Note: a static std::shared_ptr might seem like a dubious concoction to begin with, but I believe that it makes sense in the context I’m working in. I can elaborate if necessary.

Maybe explain what you’re trying to achieve?

There is no point having a static shared_ptr. In general, I’d avoid using static with any complex objects.

1 Like

IIRC the method that returns the static instance can itself be static, saving you the need to create a temporary object just to call it, so your code becomes:

class SomeClass
{
public:   // you can spare 'public' only if you declare this a struct instead of a class
       static const std::vector<var>& getVars()
       {
               static const std::vector<var> m_vars;
               return m_vars;
       }
}

and you access it via SomeClass::getVars()

1 Like

@Anima
Yeah, I know it sounds a bit crazy. I suppose it’s good for me to take the time to spell this out in full, so that I can get feedback on whether the whole thing makes sense or not.

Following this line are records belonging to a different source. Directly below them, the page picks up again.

//! Strain multiplier grids.
//!
//! The physical strain samples are `x * ε0`, where `x` comes from a fixed,
//! non-uniform grid: fine near the peak (`x = 1`) and coarse far out on the
//! softening branch. Each grid is a concatenation of half-open arithmetic
//! progressions `[start, stop)`; a segment with step `h` holds
//! `ceil((stop - start) / h)` points and its i-th point is `start + i * h`.

use once_cell::sync::Lazy;

/// One half-open arithmetic progression of a strain grid.
#[derive(Debug, Clone, Copy, PartialEq)]
pub struct GridSegment {
    pub start: f64,
    pub stop: f64,
    pub step: f64,
}

impl GridSegment {
    const fn new(start: f64, stop: f64, step: f64) -> Self {
        GridSegment { start, stop, step }
    }

    /// Number of points this segment contributes.
    pub fn len(&self) -> usize {
        ((self.stop - self.start) / self.step).ceil().max(0.0) as usize
    }

    pub fn is_empty(&self) -> bool {
        self.len() == 0
    }

    fn points(&self) -> impl Iterator<Item = f64> + '_ {
        (0..self.len()).map(move |i| self.start + i as f64 * self.step)
    }
}

/// Compression grid definition, `x ∈ [0.3, 50)`.
///
/// Starts at 0.3 rather than 0 to stay clear of the `0/0` damage ratio at the origin.
pub const COMPRESSION_SEGMENTS: [GridSegment; 4] = [
    GridSegment::new(0.3, 1.0, 0.1),
    GridSegment::new(1.0, 4.0, 0.2),
    GridSegment::new(4.0, 14.0, 0.5),
    GridSegment::new(14.0, 50.0, 5.0),
];

/// Tension grid definition, `x ∈ [1.0, 50)`. Only the peak and softening branch.
pub const TENSION_SEGMENTS: [GridSegment; 3] = [
    GridSegment::new(1.0, 4.0, 0.2),
    GridSegment::new(4.0, 14.0, 0.5),
    GridSegment::new(14.0, 50.0, 5.0),
];

/// Ordered strain multipliers `x` shared by every material.
#[derive(Debug, Clone, PartialEq)]
pub struct StrainGrid {
    points: Vec<f64>,
}

impl StrainGrid {
    /// Concatenate segments in order. Boundaries are not deduplicated; the
    /// half-open segments never repeat an endpoint.
    pub fn from_segments(segments: &[GridSegment]) -> Self {
        let points = segments.iter().flat_map(|s| s.points()).collect();
        StrainGrid { points }
    }

    pub fn points(&self) -> &[f64] {
        &self.points
    }

    pub fn len(&self) -> usize {
        self.points.len()
    }

    pub fn is_empty(&self) -> bool {
        self.points.is_empty()
    }

    /// Number of leading points on the ascending branch (`x <= 1`).
    pub fn ascending_len(&self) -> usize {
        self.points.iter().take_while(|&&x| x <= 1.0).count()
    }
}

/// Precomputed compression grid (50 points).
pub static COMPRESSION_GRID: Lazy<StrainGrid> =
    Lazy::new(|| StrainGrid::from_segments(&COMPRESSION_SEGMENTS));

/// Precomputed tension grid (43 points).
pub static TENSION_GRID: Lazy<StrainGrid> =
    Lazy::new(|| StrainGrid::from_segments(&TENSION_SEGMENTS));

Short version: I’m actually not trying to create a static std::shared_ptr, but rather trying to create a static object which has a shared_ptr as an argument. This runs into the same problems as described above, which is why I simplified it a bit in the previous posts.

Long version: I have a functor class CopyPropertiesFromVector that I’m using to copy properties from an std::vector to a ValueTree. Now CopyPropertiesFromVector has a std::shared_ptr to another CopyPropertiesFromVector object, which it can fall back to if this one doesn’t work. The class is working really well, and I want to keep the shared_ptr functionality, as it gives me a lot of flexibility.

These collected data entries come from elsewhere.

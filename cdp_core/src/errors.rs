//! # Error Types
//!
//! Structured error types for cdp_core. Curve generation is pure computation,
//! so every failure here is raised synchronously to the caller. A material
//! whose curve cannot be computed must not be handed to the solver, so
//! callers are expected to abort rather than recover.
//!
//! ## Example
//!
//! ```rust
//! use cdp_core::errors::{CalcError, CalcResult};
//!
//! fn validate_strength(fcr: f64) -> CalcResult<()> {
//!     if fcr <= 0.0 {
//!         return Err(CalcError::invalid_constant("fcr", fcr, "Strength must be positive"));
//!     }
//!     Ok(())
//! }
//!
//! assert!(validate_strength(-1.0).is_err());
//! ```

use serde::{Deserialize, Serialize};
use thiserror::Error;

use crate::cdp::CurveBranch;

/// Result type alias for cdp_core operations
pub type CalcResult<T> = Result<T, CalcError>;

/// Structured error type for curve generation and material handling.
#[derive(Error, Debug, Clone, Serialize, Deserialize, PartialEq)]
#[serde(tag = "type", content = "details")]
pub enum CalcError {
    /// A material constant is non-positive or not finite
    #[error("Invalid material constant '{field}': {value} - {reason}")]
    InvalidMaterialConstant {
        field: String,
        value: String,
        reason: String,
    },

    /// `er * ε0 <= f`, the curve-fit exponent is singular or non-physical
    #[error(
        "Degenerate {branch} curve fit: er*eps0 = {elastic_stress} must exceed strength {strength}"
    )]
    DegenerateCurveFit {
        branch: CurveBranch,
        elastic_stress: f64,
        strength: f64,
    },

    /// The damage-factor square root received a negative argument
    #[error("Negative radicand in {branch} damage factor at sample {index}: {radicand}")]
    NegativeRadicand {
        branch: CurveBranch,
        index: usize,
        radicand: f64,
    },

    /// The damage factor came out below zero
    #[error("Damage factor out of range in {branch} curve at sample {index}: {damage}")]
    DamageOutOfRange {
        branch: CurveBranch,
        index: usize,
        damage: f64,
    },

    /// An input value is invalid (out of range, inconsistent, etc.)
    #[error("Invalid input for '{field}': {value} - {reason}")]
    InvalidInput {
        field: String,
        value: String,
        reason: String,
    },

    /// Grade, preset or library entry not found
    #[error("Material not found: {material_name}")]
    MaterialNotFound { material_name: String },

    /// File I/O error
    #[error("File error: {operation} on '{path}' - {reason}")]
    FileError {
        operation: String,
        path: String,
        reason: String,
    },

    /// JSON serialization/deserialization error
    #[error("Serialization error: {reason}")]
    SerializationError { reason: String },

    /// Schema version mismatch
    #[error("Version mismatch: file version {file_version}, expected {expected_version}")]
    VersionMismatch {
        file_version: String,
        expected_version: String,
    },
}

impl CalcError {
    /// Create an InvalidMaterialConstant error
    pub fn invalid_constant(
        field: impl Into<String>,
        value: f64,
        reason: impl Into<String>,
    ) -> Self {
        CalcError::InvalidMaterialConstant {
            field: field.into(),
            value: value.to_string(),
            reason: reason.into(),
        }
    }

    /// Create an InvalidInput error
    pub fn invalid_input(
        field: impl Into<String>,
        value: impl Into<String>,
        reason: impl Into<String>,
    ) -> Self {
        CalcError::InvalidInput {
            field: field.into(),
            value: value.into(),
            reason: reason.into(),
        }
    }

    /// Create a MaterialNotFound error
    pub fn material_not_found(material_name: impl Into<String>) -> Self {
        CalcError::MaterialNotFound {
            material_name: material_name.into(),
        }
    }

    /// Create a FileError
    pub fn file_error(
        operation: impl Into<String>,
        path: impl Into<String>,
        reason: impl Into<String>,
    ) -> Self {
        CalcError::FileError {
            operation: operation.into(),
            path: path.into(),
            reason: reason.into(),
        }
    }

    /// Create a SerializationError
    pub fn serialization(reason: impl Into<String>) -> Self {
        CalcError::SerializationError {
            reason: reason.into(),
        }
    }

    /// True for failures that come from the curve math itself rather than the inputs
    pub fn is_computation_error(&self) -> bool {
        matches!(
            self,
            CalcError::DegenerateCurveFit { .. }
                | CalcError::NegativeRadicand { .. }
                | CalcError::DamageOutOfRange { .. }
        )
    }

    /// Get a short error code for programmatic handling
    pub fn error_code(&self) -> &'static str {
        match self {
            CalcError::InvalidMaterialConstant { .. } => "INVALID_MATERIAL_CONSTANT",
            CalcError::DegenerateCurveFit { .. } => "DEGENERATE_CURVE_FIT",
            CalcError::NegativeRadicand { .. } => "NEGATIVE_RADICAND",
            CalcError::DamageOutOfRange { .. } => "DAMAGE_OUT_OF_RANGE",
            CalcError::InvalidInput { .. } => "INVALID_INPUT",
            CalcError::MaterialNotFound { .. } => "MATERIAL_NOT_FOUND",
            CalcError::FileError { .. } => "FILE_ERROR",
            CalcError::SerializationError { .. } => "SERIALIZATION_ERROR",
            CalcError::VersionMismatch { .. } => "VERSION_MISMATCH",
        }
    }
}

impl From<serde_json::Error> for CalcError {
    fn from(e: serde_json::Error) -> Self {
        CalcError::serialization(e.to_string())
    }
}

#[cfg(test)]
mod tests {
    use super::*;

    #[test]
    fn test_error_serialization() {
        let error = CalcError::NegativeRadicand {
            branch: CurveBranch::Compression,
            index: 3,
            radicand: -0.25,
        };
        let json = serde_json::to_string(&error).unwrap();
        assert!(json.contains("\"type\":\"NegativeRadicand\""));
        let roundtrip: CalcError = serde_json::from_str(&json).unwrap();
        assert_eq!(error, roundtrip);
    }

    #[test]
    fn test_error_codes() {
        assert_eq!(
            CalcError::invalid_constant("er", 0.0, "must be positive").error_code(),
            "INVALID_MATERIAL_CONSTANT"
        );
        assert_eq!(CalcError::material_not_found("C99").error_code(), "MATERIAL_NOT_FOUND");
    }

    #[test]
    fn test_computation_error_classification() {
        let degenerate = CalcError::DegenerateCurveFit {
            branch: CurveBranch::Tension,
            elastic_stress: 1.0,
            strength: 1.0,
        };
        assert!(degenerate.is_computation_error());
        assert!(!CalcError::invalid_input("delta_c", "0.9", "too large").is_computation_error());
    }

    #[test]
    fn test_display_mentions_branch() {
        let error = CalcError::DegenerateCurveFit {
            branch: CurveBranch::Compression,
            elastic_stress: 20.0,
            strength: 20.0,
        };
        assert!(error.to_string().contains("compression"));
    }
}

But there are some copy profiles that I’m using quite commonly, so I thought I’d make them static. So what I want to create is something like the following pseudo-code:

static const CopyPropertiesFromVector commonCopyProfile (vectorOfVars, std::make_shared<CopyPropertiesFromVector> (secondVector, nullptr)); 

That’s when I ran into these problems, since the secondVector argument is calling vars which haven’t been initialized yet.

I hope this makes sense, and would welcome feedback. I’m still hoping that there’s some trick that will allow me to make it static.

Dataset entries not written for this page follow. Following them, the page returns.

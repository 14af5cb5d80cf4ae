//! Concrete Materials (Damaged Plasticity)
//!
//! A concrete material bundles the representative constants that drive the
//! uniaxial curves with the remaining inputs of a damaged-plasticity
//! definition: density, Poisson's ratio and the plasticity parameters.
//!
//! Units are N, mm, t (stress in MPa, density in t/mm³).

use serde::{Deserialize, Serialize};

use crate::cdp::{compute_compression, compute_tension, DamageCurve, MaterialConstants};
use crate::definition::{CdpTables, ElasticProperties, MaterialBehavior, MaterialDefinition};
use crate::errors::{CalcError, CalcResult};
use crate::strength::{elastic_modulus, ConcreteGrade, RepresentativeStrength};

/// Default concrete density (t/mm³)
pub const DEFAULT_DENSITY: f64 = 2.4e-9;
/// Default Poisson's ratio for concrete
pub const DEFAULT_POISSON: f64 = 0.2;

/// Plasticity parameters of the damaged-plasticity model.
#[derive(Debug, Clone, Copy, PartialEq, Serialize, Deserialize)]
pub struct CdpPlasticity {
    /// Dilation angle ψ (degrees)
    pub dilation_angle: f64,
    /// Flow potential eccentricity
    pub eccentricity: f64,
    /// Ratio of biaxial to uniaxial compressive yield stress
    pub fb0_fc0: f64,
    /// Ratio of the second stress invariant on the tensile meridian (K)
    pub k: f64,
    /// Viscosity parameter
    pub viscosity: f64,
}

impl Default for CdpPlasticity {
    fn default() -> Self {
        CdpPlasticity {
            dilation_angle: 30.0,
            eccentricity: 0.1,
            fb0_fc0: 1.16,
            k: 0.6667,
            viscosity: 0.005,
        }
    }
}

impl CdpPlasticity {
    /// Parameters as the single host table row
    pub fn as_row(&self) -> [f64; 5] {
        [
            self.dilation_angle,
            self.eccentricity,
            self.fb0_fc0,
            self.k,
            self.viscosity,
        ]
    }
}

/// Concrete material for damaged-plasticity analysis.
///
/// ## JSON Example
///
/// ```json
/// {
///   "name": "C30",
///   "fcr": 20.1,
///   "ftr": 2.01,
///   "er": 30000.0,
///   "density": 2.4e-9,
///   "poisson": 0.2,
///   "plasticity": {
///     "dilation_angle": 30.0, "eccentricity": 0.1, "fb0_fc0": 1.16,
///     "k": 0.6667, "viscosity": 0.005
///   }
/// }
/// ```
#[derive(Debug, Clone, PartialEq, Serialize, Deserialize)]
pub struct ConcreteMaterial {
    /// Material name, unique within a library
    pub name: String,
    /// Representative compressive strength (MPa): fc, fck or fcm
    pub fcr: f64,
    /// Representative tensile strength (MPa): ft, ftk or ftm
    pub ftr: f64,
    /// Elastic modulus (MPa)
    pub er: f64,
    /// Density (t/mm³), typically 2.2e-9 to 2.4e-9
    pub density: f64,
    /// Poisson's ratio
    pub poisson: f64,
    /// Damaged-plasticity parameters
    pub plasticity: CdpPlasticity,
}

impl Default for ConcreteMaterial {
    fn default() -> Self {
        ConcreteMaterial::new("C30", 20.1, 2.01, 30000.0)
    }
}

impl ConcreteMaterial {
    /// Create a material with default density, Poisson's ratio and plasticity.
    pub fn new(name: impl Into<String>, fcr: f64, ftr: f64, er: f64) -> Self {
        ConcreteMaterial {
            name: name.into(),
            fcr,
            ftr,
            er,
            density: DEFAULT_DENSITY,
            poisson: DEFAULT_POISSON,
            plasticity: CdpPlasticity::default(),
        }
    }

    /// Build from a strength grade: strengths from the cube-strength conversion,
    /// modulus from the code formula.
    ///
    /// ```rust
    /// use cdp_core::materials::ConcreteMaterial;
    /// use cdp_core::strength::{ConcreteGrade, RepresentativeStrength};
    ///
    /// let c30 =
    ///     ConcreteMaterial::from_grade(ConcreteGrade::C30, RepresentativeStrength::Characteristic)
    ///         .unwrap();
    /// assert_eq!(c30.name, "C30");
    /// assert!((c30.fcr - 20.064).abs() < 1e-9);
    /// ```
    pub fn from_grade(
        grade: ConcreteGrade,
        representative: RepresentativeStrength,
    ) -> CalcResult<Self> {
        let (fcr, ftr) = grade.conversion().representative(representative);
        let er = elastic_modulus(grade.cube_strength())?;
        Ok(ConcreteMaterial::new(grade.display_name(), fcr, ftr, er))
    }

    pub fn with_density(mut self, density: f64) -> Self {
        self.density = density;
        self
    }

    pub fn with_poisson(mut self, poisson: f64) -> Self {
        self.poisson = poisson;
        self
    }

    pub fn with_plasticity(mut self, plasticity: CdpPlasticity) -> Self {
        self.plasticity = plasticity;
        self
    }

    pub fn constants(&self) -> MaterialConstants {
        MaterialConstants::new(self.fcr, self.ftr, self.er)
    }

    /// Check the non-curve inputs; the curve constants are checked by the generators.
    pub fn validate(&self) -> CalcResult<()> {
        self.constants().validate()?;
        if !(self.density > 0.0 && self.density.is_finite()) {
            return Err(CalcError::invalid_constant("density", self.density, "Must be positive"));
        }
        if !(self.poisson >= 0.0 && self.poisson < 0.5) {
            return Err(CalcError::invalid_input(
                "poisson",
                self.poisson.to_string(),
                "Poisson's ratio must lie in [0, 0.5)",
            ));
        }
        Ok(())
    }

    pub fn compression_curve(&self) -> CalcResult<DamageCurve> {
        compute_compression(self.fcr, self.er)
    }

    pub fn tension_curve(&self) -> CalcResult<DamageCurve> {
        compute_tension(self.ftr, self.er)
    }

    /// Compute both curves and assemble the full material definition.
    pub fn definition(&self) -> CalcResult<MaterialDefinition> {
        self.validate()?;
        let compression = self.compression_curve()?;
        let tension = self.tension_curve()?;

        Ok(MaterialDefinition {
            name: self.name.clone(),
            density: self.density,
            elastic: ElasticProperties {
                modulus: self.er,
                poisson: self.poisson,
            },
            behavior: MaterialBehavior::DamagedPlasticity(CdpTables::from_curves(
                self.plasticity,
                &compression,
                &tension,
            )),
        })
    }
}
//! # Materials
//!
//! Material inputs for reinforced-concrete beam models.
//!
//! ## Material Types
//!
//! - **Concrete**: damaged-plasticity concrete per GB 50010 Appendix C
//! - **Steel**: bilinear reinforcement / structural steel presets
//!
//! ## Example
//!
//! ```rust
//! use cdp_core::materials::{Material, ConcreteMaterial, SteelGrade, SteelMaterial};
//!
//! let concrete = Material::Concrete(ConcreteMaterial::default());
//! let rebar = Material::Steel(SteelMaterial::from_grade(SteelGrade::HRB400));
//!
//! let def = concrete.definition().unwrap();
//! assert_eq!(def.name, "C30");
//! assert_eq!(rebar.name(), "HRB400");
//! ```

pub mod concrete;
pub mod steel;

pub use concrete::{CdpPlasticity, ConcreteMaterial};
pub use steel::{SteelGrade, SteelMaterial};

use serde::{Deserialize, Serialize};

use crate::definition::MaterialDefinition;
use crate::errors::CalcResult;

/// Any material the model builder can request.
#[derive(Debug, Clone, PartialEq, Serialize, Deserialize)]
#[serde(tag = "type")]
pub enum Material {
    Concrete(ConcreteMaterial),
    Steel(SteelMaterial),
}

impl Material {
    pub fn name(&self) -> &str {
        match self {
            Material::Concrete(c) => &c.name,
            Material::Steel(s) => &s.name,
        }
    }

    pub fn material_type(&self) -> &'static str {
        match self {
            Material::Concrete(_) => "Concrete",
            Material::Steel(_) => "Steel",
        }
    }

    /// Compute the host-ready definition
    pub fn definition(&self) -> CalcResult<MaterialDefinition> {
        match self {
            Material::Concrete(c) => c.definition(),
            Material::Steel(s) => s.definition(),
        }
    }
}
//! Cache traits for persisted analyses and the symbol directory.
//!
//! This module defines the [`AnalysisCache`] trait for storing LLM analyses per
//! symbol, the [`CachePolicy`] deciding whether a stored analysis is still
//! fresh, and the [`SymbolDirectory`] trait backing symbol search.

use async_trait::async_trait;
use chrono::{DateTime, TimeDelta, Utc};
use serde::{Deserialize, Serialize};

use crate::{
    error::Result,
    types::{AnalysisResult, Symbol, SymbolMatch},
};

/// Default number of days a cached analysis stays valid.
pub const DEFAULT_TTL_DAYS: i64 = 7;

/// A cached analysis and the time it was written.
#[derive(Clone, Debug, PartialEq, Serialize, Deserialize)]
pub struct CacheEntry {
    /// Key the entry was stored under.
    pub symbol: Symbol,
    /// The cached analysis.
    pub payload: AnalysisResult,
    /// When the analysis was written.
    pub saved_at: DateTime<Utc>,
}

impl CacheEntry {
    /// Creates a new cache entry.
    #[must_use]
    pub const fn new(symbol: Symbol, payload: AnalysisResult, saved_at: DateTime<Utc>) -> Self {
        Self {
            symbol,
            payload,
            saved_at,
        }
    }

    /// Returns how long ago the entry was written.
    #[must_use]
    pub fn age(&self, now: DateTime<Utc>) -> TimeDelta {
        now.signed_duration_since(self.saved_at)
    }
}

/// Time-to-live policy for cached analyses.
///
/// Staleness is evaluated lazily when an entry is read; nothing is evicted.
#[derive(Clone, Copy, Debug, PartialEq, Eq)]
pub struct CachePolicy {
    ttl: TimeDelta,
}

impl Default for CachePolicy {
    fn default() -> Self {
        Self::new(TimeDelta::days(DEFAULT_TTL_DAYS))
    }
}

impl CachePolicy {
    /// Creates a policy with the given time-to-live.
    #[must_use]
    pub const fn new(ttl: TimeDelta) -> Self {
        Self { ttl }
    }

    /// Returns the time-to-live.
    #[must_use]
    pub const fn ttl(&self) -> TimeDelta {
        self.ttl
    }

    /// Returns true if `entry` exists and is younger than the TTL at `now`.
    ///
    /// A missing entry is never valid.
    #[must_use]
    pub fn is_valid(&self, entry: Option<&CacheEntry>, now: DateTime<Utc>) -> bool {
        entry.is_some_and(|entry| entry.age(now) < self.ttl)
    }
}

/// Persistent store of LLM analyses, one entry per symbol.
///
/// Keys are the exact symbol strings passed in; implementations do no case
/// folding of their own.
#[async_trait]
pub trait AnalysisCache: Send + Sync {
    /// Retrieves the cached analysis for a symbol.
    ///
    /// Returns `Ok(Some(entry))` if cached, `Ok(None)` if not cached.
    async fn get(&self, symbol: &Symbol) -> Result<Option<CacheEntry>>;

    /// Stores an analysis, replacing any previous entry for the symbol.
    async fn put(&self, symbol: &Symbol, payload: &AnalysisResult, now: DateTime<Utc>)
    -> Result<()>;

    /// Removes every cached analysis.
    async fn clear(&self) -> Result<()>;
}

/// Searchable table of listed symbols and company names.
#[async_trait]
pub trait SymbolDirectory: Send + Sync {
    /// Returns up to `limit` symbols whose ticker or name contains `query`,
    /// ignoring case. An empty query matches nothing.
    async fn search(&self, query: &str, limit: usize) -> Result<Vec<SymbolMatch>>;

    /// Inserts or replaces `(symbol, name)` pairs, returning how many were written.
    async fn upsert_symbols(&self, symbols: &[(Symbol, String)]) -> Result<usize>;
}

I think shared_ptr is not what you want in this case. A shared_ptr is a solution to share the ownership of an object between multiple objects or local references, that have an interest.

static variables have an undetermined lifetime, so the lifetime of the object in your shared_ptr gets an undefined lifetime too, which is probably not what you want.

It sounds to me like you are after either a singleton or a SharedResourcePointer. Could that be a cleaner alternative?

The second time you’re telling me this :slight_smile:

Could you explain the difference between SharedResourcePointer and std::shared_ptr?

Ah yes, I remember :slight_smile:

A SharedResourcePointer is basically a singleton, but it is created and destroyed on the fly. Every time you need an object of X just create a SharedResourcePointer and done. If there is already one, you get it. If not it is created. A good use case is the AudioFormatManager. You need it from time to time, but actually you don’t care if it’s there or not. You just don’t want to create it too often. So when your DAW restores a session, it needs it often, so there is a high chance, there is already one present, and it will use it. But later, when all your sounds are in memory, nobody needs it, so in a SharedResourcePointer, it will be removed, vs. a singleton would linger around until the program is closed (or it is manually removed).

A shared_ptr is completely separate from these two, and has a totally different use case:
Two objects have an interest in X. X shall be present, as long as one of the interested ones are alive.
To allow that, the object X has a reference counter, it knows, how many people are looking at it. And if the last one switched off the telly, the object knows, it can go home, nobody is watching any longer.

The shared_ptr is the same like juce’s ReferenceCountedObject with an implementation detail different, intrusive vs. non intrusive reference count, which probably doesn’t matter for you at the moment.